Should I be worried? When I split my hive last week, I was checking each frame that was moved very carefully. There seemed to be an unusually high number of drones being created and already hatched out. One frame had at least 5 drones walking around on one side! How many drones does a strong hive usually make?

I'm trying to encourage the newly created hive to raise their own queen (since I can't find one to purchase anywhere!). I moved 5 frames of brood/honey/bees to the new hive. I'm feeding the new hive to try and help them out. I just split them last week and haven't checked the new hive yet (I opened the top to make sure they were okay once), but will do that Saturday. Is there anything else I can do? What if they don't raise a queen? How will I know if they have (other than new young bees) and how long does it usually take for them to do that?


----------



## goodatit (May 1, 2013)

i wouldn't worry too much about a lot of drones. You want eggs, not larva. Eggs hatch at 3 days, and become larva.

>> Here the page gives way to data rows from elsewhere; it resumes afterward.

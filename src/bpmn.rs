use crate::diagram::reader::XmlNode;
use std::fmt::Display;

// Definitions
const COLLABORATION: &str = "collaboration";
const PARTICIPANT: &str = "participant";
const PROCESS: &str = "process";
const LANE_SET: &str = "laneSet";
const LANE: &str = "lane";
const FLOW_NODE_REF: &str = "flowNodeRef";
const SEQUENCE_FLOW: &str = "sequenceFlow";

// Diagram interchange
const BPMN_DIAGRAM: &str = "BPMNDiagram";
const BPMN_PLANE: &str = "BPMNPlane";
const BPMN_SHAPE: &str = "BPMNShape";
const BPMN_EDGE: &str = "BPMNEdge";
const BOUNDS: &str = "Bounds";
const WAYPOINT: &str = "waypoint";

// Attributes
const ATTR_ID: &str = "id";
const ATTR_NAME: &str = "name";
const ATTR_BPMN_ELEMENT: &str = "bpmnElement";
const ATTR_SOURCE_REF: &str = "sourceRef";
const ATTR_TARGET_REF: &str = "targetRef";

const TASK_TAGS: [&str; 11] = [
    "task",
    "userTask",
    "serviceTask",
    "sendTask",
    "receiveTask",
    "manualTask",
    "businessRuleTask",
    "scriptTask",
    "callActivity",
    "subProcess",
    "transaction",
];

const GATEWAY_TAGS: [&str; 5] = [
    "exclusiveGateway",
    "parallelGateway",
    "inclusiveGateway",
    "eventBasedGateway",
    "complexGateway",
];

/// Kind of a diagram element.
#[derive(Debug, Clone, Copy, PartialEq, Eq, Hash)]
pub enum ElementType {
    StartEvent,
    EndEvent,
    Task,
    Gateway,
    Participant,
    Lane,
    Unknown,
}

impl ElementType {
    /// Type named by a BPMN tag, if the tag is one this crate knows.
    pub fn from_tag(tag: &str) -> Option<Self> {
        Some(match tag {
            "startEvent" => ElementType::StartEvent,
            "endEvent" => ElementType::EndEvent,
            PARTICIPANT => ElementType::Participant,
            LANE => ElementType::Lane,
            tag if TASK_TAGS.contains(&tag) => ElementType::Task,
            tag if GATEWAY_TAGS.contains(&tag) => ElementType::Gateway,
            _ => return None,
        })
    }

    /// Guess the type from the marker modelers put into generated ids,
    /// such as `StartEvent_1` or `Activity_0x1y2z`. First match wins.
    pub fn from_id_marker(id: &str) -> Self {
        if id.contains("StartEvent") {
            ElementType::StartEvent
        } else if id.contains("EndEvent") {
            ElementType::EndEvent
        } else if id.contains("Task") || id.contains("Activity") {
            ElementType::Task
        } else if id.contains("Gateway") {
            ElementType::Gateway
        } else if id.contains("Participant") {
            ElementType::Participant
        } else if id.contains("Lane") {
            ElementType::Lane
        } else {
            ElementType::Unknown
        }
    }
}

impl Display for ElementType {
    fn fmt(&self, f: &mut std::fmt::Formatter<'_>) -> std::fmt::Result {
        std::fmt::Debug::fmt(&self, f)
    }
}

/// Top-level constructs of one BPMN document, in document order.
#[derive(Debug, Default)]
pub struct Definitions {
    pub participants: Vec<Participant>,
    pub processes: Vec<ProcessBody>,
    pub shapes: Vec<Shape>,
    pub edges: Vec<Edge>,
}

#[derive(Debug)]
pub struct Participant {
    pub id: String,
    pub name: Option<String>,
    pub lanes: Vec<LaneNode>,
}

#[derive(Debug, Default)]
pub struct ProcessBody {
    pub id: String,
    pub nodes: Vec<FlowNode>,
    pub flows: Vec<FlowRef>,
    pub lanes: Vec<LaneNode>,
}

/// Logical flow node inside a process.
#[derive(Debug)]
pub struct FlowNode {
    pub id: String,
    pub name: Option<String>,
    pub tag: String,
}

impl FlowNode {
    pub fn element_type(&self) -> Option<ElementType> {
        ElementType::from_tag(&self.tag)
    }
}

#[derive(Debug)]
pub struct FlowRef {
    pub id: String,
    pub source_ref: String,
    pub target_ref: String,
}

#[derive(Debug)]
pub struct LaneNode {
    pub id: String,
    pub name: Option<String>,
    pub flow_node_refs: Vec<String>,
}

#[derive(Debug, Clone, Copy, Default, PartialEq)]
pub struct Bounds {
    pub x: f64,
    pub y: f64,
    pub width: f64,
    pub height: f64,
}

#[derive(Debug)]
pub struct Shape {
    pub bpmn_element: String,
    pub bounds: Bounds,
}

#[derive(Debug, Clone, Copy, PartialEq)]
pub struct Waypoint {
    pub x: f64,
    pub y: f64,
}

#[derive(Debug)]
pub struct Edge {
    pub bpmn_element: String,
    pub waypoints: Vec<Waypoint>,
}

impl From<&XmlNode> for Definitions {
    fn from(root: &XmlNode) -> Self {
        let participants = root
            .path(&[COLLABORATION, PARTICIPANT])
            .into_iter()
            .filter_map(|node| {
                Some(Participant {
                    id: node.attr(ATTR_ID)?.into(),
                    name: name_of(node),
                    lanes: lanes_of(node),
                })
            })
            .collect();

        let processes = root.all(PROCESS).map(process_body).collect();

        let plane = root.path(&[BPMN_DIAGRAM, BPMN_PLANE]);
        let mut shapes = Vec::new();
        for node in plane.iter().flat_map(|plane| plane.all(BPMN_SHAPE)) {
            let Some(bpmn_element) = node.attr(ATTR_BPMN_ELEMENT) else {
                log::debug!("Skipped shape {:?} without bpmnElement", node.attr(ATTR_ID));
                continue;
            };
            let Some(bounds) = node.first(BOUNDS) else {
                log::debug!("Skipped shape for {bpmn_element} without bounds");
                continue;
            };
            shapes.push(Shape {
                bpmn_element: bpmn_element.into(),
                bounds: Bounds {
                    x: coordinate(bounds, "x", bpmn_element),
                    y: coordinate(bounds, "y", bpmn_element),
                    width: coordinate(bounds, "width", bpmn_element),
                    height: coordinate(bounds, "height", bpmn_element),
                },
            });
        }

        let mut edges = Vec::new();
        for node in plane.iter().flat_map(|plane| plane.all(BPMN_EDGE)) {
            let Some(bpmn_element) = node.attr(ATTR_BPMN_ELEMENT) else {
                log::debug!("Skipped edge {:?} without bpmnElement", node.attr(ATTR_ID));
                continue;
            };
            let waypoints = node
                .all(WAYPOINT)
                .map(|point| Waypoint {
                    x: coordinate(point, "x", bpmn_element),
                    y: coordinate(point, "y", bpmn_element),
                })
                .collect();
            edges.push(Edge {
                bpmn_element: bpmn_element.into(),
                waypoints,
            });
        }

        Self {
            participants,
            processes,
            shapes,
            edges,
        }
    }
}

fn process_body(node: &XmlNode) -> ProcessBody {
    let mut body = ProcessBody {
        id: node.attr(ATTR_ID).unwrap_or_default().into(),
        lanes: lanes_of(node),
        ..Default::default()
    };

    for child in node.children() {
        let Some(id) = child.attr(ATTR_ID) else {
            continue;
        };
        if child.name() == SEQUENCE_FLOW {
            body.flows.push(FlowRef {
                id: id.into(),
                source_ref: child.attr(ATTR_SOURCE_REF).unwrap_or_default().into(),
                target_ref: child.attr(ATTR_TARGET_REF).unwrap_or_default().into(),
            });
        } else if child.name() != LANE_SET {
            body.nodes.push(FlowNode {
                id: id.into(),
                name: name_of(child),
                tag: child.name().into(),
            });
        }
    }
    body
}

// Lanes of a laneSet directly under `node`. Nested child lane sets are not followed.
fn lanes_of(node: &XmlNode) -> Vec<LaneNode> {
    node.path(&[LANE_SET, LANE])
        .into_iter()
        .filter_map(|lane| {
            Some(LaneNode {
                id: lane.attr(ATTR_ID)?.into(),
                name: name_of(lane),
                flow_node_refs: lane
                    .all(FLOW_NODE_REF)
                    .map(XmlNode::text)
                    .filter(|id| !id.is_empty())
                    .map(str::to_string)
                    .collect(),
            })
        })
        .collect()
}

fn name_of(node: &XmlNode) -> Option<String> {
    node.attr(ATTR_NAME).map(str::to_string)
}

// Missing or unreadable coordinates count as 0, the same place an unshaped lane sorts at.
fn coordinate(node: &XmlNode, attribute: &str, element: &str) -> f64 {
    let value = node.attr(attribute);
    match value
        .and_then(|value| value.trim().parse::<f64>().ok())
        .filter(|value| value.is_finite())
    {
        Some(coordinate) => coordinate,
        None => {
            log::warn!("Invalid {attribute}={value:?} on {element}, using 0");
            0.0
        }
    }
}
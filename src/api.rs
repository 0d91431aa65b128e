use serde::Deserialize;
use std::fmt::Display;

/// Descriptive fields shown in the "Process Details" section.
///
/// Missing or empty fields are rendered with a placeholder. Field names match
/// the camelCase JSON used by the file store (`processName`, `processOwner`, ...).
#[derive(Debug, Clone, Default, PartialEq, Eq, Deserialize)]
#[serde(rename_all = "camelCase", default)]
pub struct ProcessMetadata {
    pub process_name: Option<String>,
    pub description: Option<String>,
    pub process_owner: Option<String>,
    pub process_manager: Option<String>,
}

impl ProcessMetadata {
    pub fn new(
        process_name: impl Into<String>,
        description: impl Into<String>,
        process_owner: impl Into<String>,
        process_manager: impl Into<String>,
    ) -> Self {
        Self {
            process_name: Some(process_name.into()),
            description: Some(description.into()),
            process_owner: Some(process_owner.into()),
            process_manager: Some(process_manager.into()),
        }
    }
}

/// Kind of file kept in the file store.
#[derive(Debug, Clone, Copy, Default, PartialEq, Eq, Deserialize)]
#[serde(rename_all = "lowercase")]
pub enum FileType {
    #[default]
    Bpmn,
    Latex,
}

/// A stored diagram record as handed over by the file store.
#[derive(Debug, Clone, Deserialize)]
#[serde(rename_all = "camelCase")]
pub struct BpmnDocument {
    #[serde(default)]
    pub file_id: String,
    #[serde(default)]
    pub user_id: String,
    pub name: String,
    #[serde(rename = "type", default)]
    pub file_type: FileType,
    pub content: String,
    #[serde(default)]
    pub process_metadata: Option<ProcessMetadata>,
}

/// Something in the diagram that did not make it into the table as one might expect.
/// The rendered document is the same with or without these.
#[derive(Debug, Clone, PartialEq, Eq)]
pub enum Warning {
    /// Task that no lane lists, so it has no row.
    OrphanTask { id: String, name: String },
    /// Lane without a diagram shape. It is ordered as if it sat at the top.
    LaneWithoutShape { lane: String },
    /// Lane lists an id that has no diagram element.
    DanglingMembership { lane: String, element: String },
}

impl Display for Warning {
    fn fmt(&self, f: &mut std::fmt::Formatter<'_>) -> std::fmt::Result {
        match self {
            Warning::OrphanTask { id, name } => {
                write!(f, r#"Task "{name}" ({id}) belongs to no lane and is left out"#)
            }
            Warning::LaneWithoutShape { lane } => write!(f, "Lane {lane} has no shape"),
            Warning::DanglingMembership { lane, element } => {
                write!(f, "Lane {lane} references unknown element {element}")
            }
        }
    }
}
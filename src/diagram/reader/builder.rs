use super::node::XmlNode;
use crate::error::{Error, Result};

//
// stack: [
//            definitions,          <- root, still open
//            process,              <- open child of definitions
//            laneSet,              <- innermost open element, receives text
//        ]
//
// Closing an element pops it and appends it to the new top of the stack.
// Closing the last one makes it the root.
//

#[derive(Default)]
pub(super) struct TreeBuilder {
    root: Option<XmlNode>,
    stack: Vec<XmlNode>,
}

impl TreeBuilder {
    pub(super) fn start(&mut self, node: XmlNode) -> Result<()> {
        if self.stack.is_empty()
            && let Some(root) = &self.root
        {
            return Err(Error::MultipleRoots(format!("{} after {}", node.name(), root.name())));
        }
        self.stack.push(node);
        Ok(())
    }

    pub(super) fn empty(&mut self, node: XmlNode) -> Result<()> {
        self.start(node)?;
        self.end()
    }

    // Text outside the root element is whitespace or junk the reader already let through.
    pub(super) fn text(&mut self, value: &str) {
        if let Some(node) = self.stack.last_mut() {
            node.push_text(value);
        }
    }

    pub(super) fn end(&mut self) -> Result<()> {
        let Some(node) = self.stack.pop() else {
            return Err(Error::UnexpectedEnd("no open element".into()));
        };

        match self.stack.last_mut() {
            Some(parent) => parent.push_child(node),
            None => self.root = Some(node),
        }
        Ok(())
    }

    pub(super) fn finish(mut self) -> Result<XmlNode> {
        if let Some(open) = self.stack.pop() {
            return Err(Error::UnclosedElement(open.name().into()));
        }
        self.root.ok_or(Error::EmptyDocument)
    }
}

#[cfg(test)]
mod tests {
    use super::*;

    fn node(name: &str) -> XmlNode {
        XmlNode::new(name, Vec::new())
    }

    #[test]
    fn nests_children() -> Result<(), Box<dyn std::error::Error>> {
        let mut builder = TreeBuilder::default();
        builder.start(node("definitions"))?;
        builder.start(node("laneSet"))?;
        builder.start(node("flowNodeRef"))?;
        builder.text("Task_1");
        builder.end()?;
        builder.empty(node("lane"))?;
        builder.end()?;
        builder.end()?;

        let root = builder.finish()?;
        assert_eq!(root.name(), "definitions");
        assert_eq!(root.path(&["laneSet", "flowNodeRef"])[0].text(), "Task_1");
        assert_eq!(root.path(&["laneSet", "lane"]).len(), 1);
        Ok(())
    }

    #[test]
    fn rejects_broken_structure() -> Result<(), Box<dyn std::error::Error>> {
        assert!(matches!(TreeBuilder::default().finish(), Err(Error::EmptyDocument)));

        let mut unclosed = TreeBuilder::default();
        unclosed.start(node("definitions"))?;
        assert!(matches!(unclosed.finish(), Err(Error::UnclosedElement(name)) if name == "definitions"));

        let mut two_roots = TreeBuilder::default();
        two_roots.empty(node("a"))?;
        assert!(matches!(two_roots.start(node("b")), Err(Error::MultipleRoots(_))));

        assert!(matches!(TreeBuilder::default().end(), Err(Error::UnexpectedEnd(_))));
        Ok(())
    }
}
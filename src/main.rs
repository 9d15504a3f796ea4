use snaplink::config;
use snaplink::server;
use tracing_subscriber::EnvFilter;

#[tokio::main]
async fn main() -> anyhow::Result<()> {
    dotenvy::dotenv().ok();

    let config = config::load_from_env()?;
    init_tracing(&config);
    config.print_summary();

    server::run(config).await
}

/// Initializes the tracing subscriber from configuration.
///
/// `RUST_LOG` takes priority over the configured default level; `LOG_FORMAT`
/// selects text or JSON output.
fn init_tracing(config: &config::Config) {
    let filter = EnvFilter::try_from_default_env()
        .unwrap_or_else(|_| EnvFilter::new(config.log_level.clone()));

    let builder = tracing_subscriber::fmt().with_env_filter(filter);

    if config.log_format == "json" {
        builder.json().init();
    } else {
        builder.init();
    }
}
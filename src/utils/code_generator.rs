//! Deterministic short code derivation.
//!
//! Codes are a pure function of the submitted URL: the same URL always maps
//! to the same code, in this process and across restarts.

use sha2::{Digest, Sha256};

/// Number of hex characters kept from the digest.
///
/// Six characters over a hexadecimal alphabet give 16^6 ≈ 16.7M distinct
/// codes. Distinct URLs can collide on a code; the write path overwrites
/// silently, so a collision is an accepted trade-off rather than an error.
pub const CODE_LENGTH: usize = 6;

/// Derives the short code for a URL.
///
/// Hashes the URL's bytes with SHA-256 and keeps the first [`CODE_LENGTH`]
/// characters of the lowercase hex encoding. No I/O, no randomness.
///
/// # Examples
///
/// ```
/// use snaplink::utils::code_generator::generate_code;
///
/// let code = generate_code("https://example.com");
/// assert_eq!(code, generate_code("https://example.com"));
/// assert_eq!(code.len(), 6);
/// ```
pub fn generate_code(url: &str) -> String {
    let digest = Sha256::digest(url.as_bytes());
    let mut code = hex::encode(digest);
    code.truncate(CODE_LENGTH);
    code
}
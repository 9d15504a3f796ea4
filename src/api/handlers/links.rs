//! Handlers for link management endpoints.

use axum::{
    extract::{Path, State},
    http::StatusCode,
};
use serde_json::json;

use crate::error::AppError;
use crate::state::AppState;

/// Deletes a short link.
///
/// # Endpoint
///
/// `DELETE /api/links/{code}`
///
/// # Response Codes
///
/// - **204 No Content**: the link existed and was removed
/// - **404 Not Found**: nothing stored under the code
pub async fn delete_link_handler(
    Path(code): Path<String>,
    State(state): State<AppState>,
) -> Result<StatusCode, AppError> {
    if state.links.delete_short_link(&code).await? {
        Ok(StatusCode::NO_CONTENT)
    } else {
        Err(AppError::not_found(
            "Short link not found",
            json!({ "code": code }),
        ))
    }
}
//! Handler for the link shortening endpoint.

use axum::{Json, extract::State};
use validator::Validate;

use crate::api::dto::shorten::{ShortenRequest, ShortenResponse};
use crate::error::AppError;
use crate::state::AppState;

/// Creates a shortened URL for a long URL.
///
/// # Endpoint
///
/// `POST /api/shorten`
///
/// # Request Body
///
/// ```json
/// { "url": "https://example.com/very/long/path" }
/// ```
///
/// # Response
///
/// ```json
/// {
///   "code": "abc123",
///   "short_url": "https://s.example.com/abc123",
///   "expires_at": "2026-09-06T12:00:00Z"
/// }
/// ```
///
/// Shortening is deterministic: repeating the call with the same URL returns
/// the same code.
///
/// # Errors
///
/// Returns 400 Bad Request if validation fails and 503 Service Unavailable
/// if the write did not reach the storage backend.
pub async fn shorten_handler(
    State(state): State<AppState>,
    Json(payload): Json<ShortenRequest>,
) -> Result<Json<ShortenResponse>, AppError> {
    payload.validate()?;

    let link = state.links.create_short_link(&payload.url).await?;
    let short_url = state.links.short_url(&link.code);

    Ok(Json(ShortenResponse {
        code: link.code,
        short_url,
        expires_at: link.expires_at,
    }))
}
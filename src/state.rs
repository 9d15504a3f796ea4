use std::sync::Arc;

use crate::application::services::LinkService;
use crate::infrastructure::storage::StorageSelector;

/// Shared application state injected into all handlers.
///
/// The storage selector is owned here and passed around explicitly; there is
/// no global client or pool state anywhere in the crate.
#[derive(Clone)]
pub struct AppState {
    pub links: Arc<LinkService>,
    pub storage: Arc<StorageSelector>,
}

impl AppState {
    pub fn new(links: Arc<LinkService>, storage: Arc<StorageSelector>) -> Self {
        Self { links, storage }
    }
}
//! Handler for short URL redirect.

use axum::{
    extract::{Path, State},
    response::Redirect,
};

use crate::error::AppError;
use crate::state::AppState;

/// Redirects a short code to its original URL.
///
/// # Endpoint
///
/// `GET /{code}`
///
/// # Errors
///
/// Returns 404 Not Found if the short code doesn't exist or has expired —
/// a normal outcome, not a server failure. Storage outages surface as
/// 503 Service Unavailable instead, so an unreachable backend is never
/// reported as a missing link.
pub async fn redirect_handler(
    Path(code): Path<String>,
    State(state): State<AppState>,
) -> Result<Redirect, AppError> {
    let long_url = state.links.resolve_short_link(&code).await?;

    Ok(Redirect::temporary(&long_url))
}
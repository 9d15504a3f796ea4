//! HTTP server initialization and runtime setup.
//!
//! Handles storage backend selection, state wiring, and Axum server
//! lifecycle.

use crate::application::services::LinkService;
use crate::config::Config;
use crate::infrastructure::storage::StorageSelector;
use crate::routes::app_router;
use crate::state::AppState;

use anyhow::Result;
use axum::ServiceExt;
use axum::extract::Request;
use std::net::SocketAddr;
use std::sync::Arc;

/// Runs the HTTP server with the given configuration.
///
/// Initializes:
/// - Storage selector (Redis if reachable, in-memory fallback otherwise)
/// - Link service
/// - Axum HTTP server
///
/// # Errors
///
/// Returns an error if the listen address is invalid, the bind fails, or a
/// server runtime error occurs. An unreachable Redis is *not* an error: the
/// selector degrades to the in-memory store and the service stays up.
pub async fn run(config: Config) -> Result<()> {
    let storage = Arc::new(StorageSelector::new(config.storage_settings()));

    // Probe at startup rather than on the first request, so the retry delay
    // is paid before the listener opens and the decision is already logged.
    let backend = storage.store().await;
    tracing::info!("Storage ready ({})", backend.name());

    let links = Arc::new(LinkService::new(
        storage.clone(),
        config.base_url.clone(),
        config.link_ttl(),
    ));

    let state = AppState::new(links, storage);
    let app = app_router(state);

    let addr: SocketAddr = config.listen_addr.parse()?;
    let listener = tokio::net::TcpListener::bind(addr).await?;
    tracing::info!("Listening on http://{addr}");

    axum::serve(listener, ServiceExt::<Request>::into_make_service(app)).await?;

    Ok(())
}
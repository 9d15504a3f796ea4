//! Short link creation, resolution, and deletion.

use std::sync::Arc;
use std::time::Duration;

use chrono::Utc;
use serde_json::json;
use tracing::debug;

use crate::domain::entities::ShortLink;
use crate::error::AppError;
use crate::infrastructure::storage::StorageSelector;
use crate::utils::code_generator::generate_code;

/// Service for creating and resolving shortened links.
///
/// Composes the deterministic code generator with whichever storage backend
/// the [`StorageSelector`] settled on. The selector is injected, so tests can
/// pin it to an in-memory or mock store.
pub struct LinkService {
    storage: Arc<StorageSelector>,
    base_url: String,
    link_ttl: Duration,
}

impl LinkService {
    pub fn new(storage: Arc<StorageSelector>, base_url: impl Into<String>, link_ttl: Duration) -> Self {
        Self {
            storage,
            base_url: base_url.into(),
            link_ttl,
        }
    }

    /// Creates a short link for `long_url`.
    ///
    /// The input is trimmed; an empty URL is rejected before anything is
    /// written. The code is derived deterministically, so repeating the call
    /// with the same URL yields the same code, and a colliding URL simply
    /// overwrites the previous entry.
    ///
    /// # Errors
    ///
    /// Returns [`AppError::Validation`] for empty input and
    /// [`AppError::Storage`] when the write did not reach the selected
    /// backend — never a partial success.
    pub async fn create_short_link(&self, long_url: &str) -> Result<ShortLink, AppError> {
        let long_url = long_url.trim();
        if long_url.is_empty() {
            return Err(AppError::bad_request("URL must not be empty", json!({})));
        }

        let code = generate_code(long_url);
        let store = self.storage.store().await;

        store.set(&code, long_url, Some(self.link_ttl)).await?;
        debug!("Created short link {} -> {}", code, long_url);

        let created_at = Utc::now();
        Ok(ShortLink {
            code,
            long_url: long_url.to_string(),
            created_at,
            expires_at: chrono::Duration::from_std(self.link_ttl)
                .ok()
                .map(|ttl| created_at + ttl),
        })
    }

    /// Resolves a short code back to its original URL.
    ///
    /// # Errors
    ///
    /// An absent (or expired) code is [`AppError::NotFound`] — a normal
    /// business outcome. A backend communication failure is
    /// [`AppError::Storage`], kept distinct so callers never turn an outage
    /// into a 404.
    pub async fn resolve_short_link(&self, code: &str) -> Result<String, AppError> {
        let store = self.storage.store().await;

        match store.get(code).await? {
            Some(url) => Ok(url),
            None => {
                debug!("Short link {} not found", code);
                Err(AppError::not_found(
                    "Short link not found",
                    json!({ "code": code }),
                ))
            }
        }
    }

    /// Deletes a short link.
    ///
    /// Returns `Ok(true)` when an entry was removed, `Ok(false)` when there
    /// was nothing to remove.
    pub async fn delete_short_link(&self, code: &str) -> Result<bool, AppError> {
        let store = self.storage.store().await;
        Ok(store.delete(code).await?)
    }

    /// Composes the fully-qualified short URL for a code.
    pub fn short_url(&self, code: &str) -> String {
        format!("{}/{}", self.base_url.trim_end_matches('/'), code)
    }
}
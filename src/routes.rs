//! Top-level router configuration.
//!
//! # Route Structure
//!
//! - `GET  /{code}`          - Short link redirect (public)
//! - `GET  /health`          - Health check: storage backend status (public)
//! - `POST /health/reprobe`  - Operator-triggered storage re-probe
//! - `/api/*`                - REST API
//!
//! # Middleware
//!
//! - **Tracing** - Structured request/response logging
//! - **Path normalization** - Trailing slash handling

use crate::api;
use crate::api::handlers::{health_handler, redirect_handler, reprobe_handler};
use crate::api::middleware::tracing;
use crate::state::AppState;
use axum::Router;
use axum::routing::{get, post};
use tower::Layer;
use tower_http::normalize_path::{NormalizePath, NormalizePathLayer};

/// Constructs the application router with all routes and middleware.
pub fn app_router(state: AppState) -> NormalizePath<Router> {
    let router = Router::new()
        .route("/{code}", get(redirect_handler))
        .route("/health", get(health_handler))
        .route("/health/reprobe", post(reprobe_handler))
        .nest("/api", api::routes::api_routes())
        .with_state(state)
        .layer(tracing::layer());

    NormalizePathLayer::trim_trailing_slash().layer(router)
}
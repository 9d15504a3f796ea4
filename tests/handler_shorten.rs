mod common;

use axum::http::StatusCode;
use serde_json::json;

#[tokio::test]
async fn test_shorten_success() {
    let (state, _store) = common::memory_state();
    let server = common::test_server(state);

    let response = server
        .post("/api/shorten")
        .json(&json!({ "url": "https://example.com/very/long/path" }))
        .await;

    response.assert_status_ok();

    let body = response.json::<serde_json::Value>();
    let code = body["code"].as_str().unwrap();

    assert_eq!(code.len(), 6);
    assert!(code.chars().all(|c| c.is_ascii_hexdigit()));
    assert_eq!(
        body["short_url"].as_str().unwrap(),
        format!("{}/{}", common::BASE_URL, code)
    );
    assert!(body["expires_at"].is_string());
}

#[tokio::test]
async fn test_shorten_is_deterministic() {
    let (state, _store) = common::memory_state();
    let server = common::test_server(state);

    let first = server
        .post("/api/shorten")
        .json(&json!({ "url": "https://example.com/very/long/path" }))
        .await;
    let second = server
        .post("/api/shorten")
        .json(&json!({ "url": "https://example.com/very/long/path" }))
        .await;

    let first = first.json::<serde_json::Value>();
    let second = second.json::<serde_json::Value>();

    assert_eq!(first["code"], second["code"]);
    assert_eq!(first["short_url"], second["short_url"]);
}

#[tokio::test]
async fn test_shorten_different_urls_get_different_codes() {
    let (state, _store) = common::memory_state();
    let server = common::test_server(state);

    let first = server
        .post("/api/shorten")
        .json(&json!({ "url": "https://example.com/a" }))
        .await
        .json::<serde_json::Value>();
    let second = server
        .post("/api/shorten")
        .json(&json!({ "url": "https://example.com/b" }))
        .await
        .json::<serde_json::Value>();

    assert_ne!(first["code"], second["code"]);
}

#[tokio::test]
async fn test_shorten_empty_url_is_rejected() {
    let (state, store) = common::memory_state();
    let server = common::test_server(state);

    let response = server
        .post("/api/shorten")
        .json(&json!({ "url": "" }))
        .await;

    response.assert_status(StatusCode::BAD_REQUEST);

    let body = response.json::<serde_json::Value>();
    assert_eq!(body["error"]["code"], "validation_error");
    // The rejected request must not have written anything.
    assert!(store.is_empty());
}

#[tokio::test]
async fn test_shorten_invalid_url_is_rejected() {
    let (state, _store) = common::memory_state();
    let server = common::test_server(state);

    let response = server
        .post("/api/shorten")
        .json(&json!({ "url": "not a url" }))
        .await;

    response.assert_status(StatusCode::BAD_REQUEST);
}

#[tokio::test]
async fn test_shorten_storage_outage_returns_503_not_success() {
    let server = common::test_server(common::failing_state());

    let response = server
        .post("/api/shorten")
        .json(&json!({ "url": "https://example.com" }))
        .await;

    response.assert_status(StatusCode::SERVICE_UNAVAILABLE);

    let body = response.json::<serde_json::Value>();
    assert_eq!(body["error"]["code"], "storage_error");
}
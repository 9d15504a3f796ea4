//! Pluggable key-value storage for short link mappings.
//!
//! Provides a [`KeyValueStore`] trait with two implementations:
//! - [`RedisStore`] - Production Redis-backed store with managed connection
//! - [`MemoryStore`] - In-process fallback for development and degraded mode
//!
//! [`StorageSelector`] decides once per process which implementation serves
//! requests, preferring Redis and falling back to the in-memory store when
//! the primary cannot be constructed.

mod memory_store;
mod redis_store;
mod selector;
mod store;

pub use memory_store::MemoryStore;
pub use redis_store::RedisStore;
pub use selector::{BackendKind, StorageSelector};
pub use store::{KeyValueStore, StorageSettings, StoreError, StoreResult};

#[cfg(test)]
pub use store::MockKeyValueStore;
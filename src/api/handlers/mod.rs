//! HTTP request handlers for API endpoints.

pub mod health;
pub mod links;
pub mod redirect;
pub mod shorten;

pub use health::{health_handler, reprobe_handler};
pub use links::delete_link_handler;
pub use redirect::redirect_handler;
pub use shorten::shorten_handler;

The egg leans over and ends up laying on its side in the royal jelly. When it hatches into a larva, it will appear as a small imperfection in the pool of royal jelly. This is the stage most people graft at.

Appearance wise, if you can easily see a larva, it is too late. If you want the bees to make a queen, give them an egg to work with.


----------



## alleyyooper (Apr 22, 2005)

I don't graft to make new queens I use the cell punch method. I look for that tiny little C shape laying in the pool of white in the bottom of the cell.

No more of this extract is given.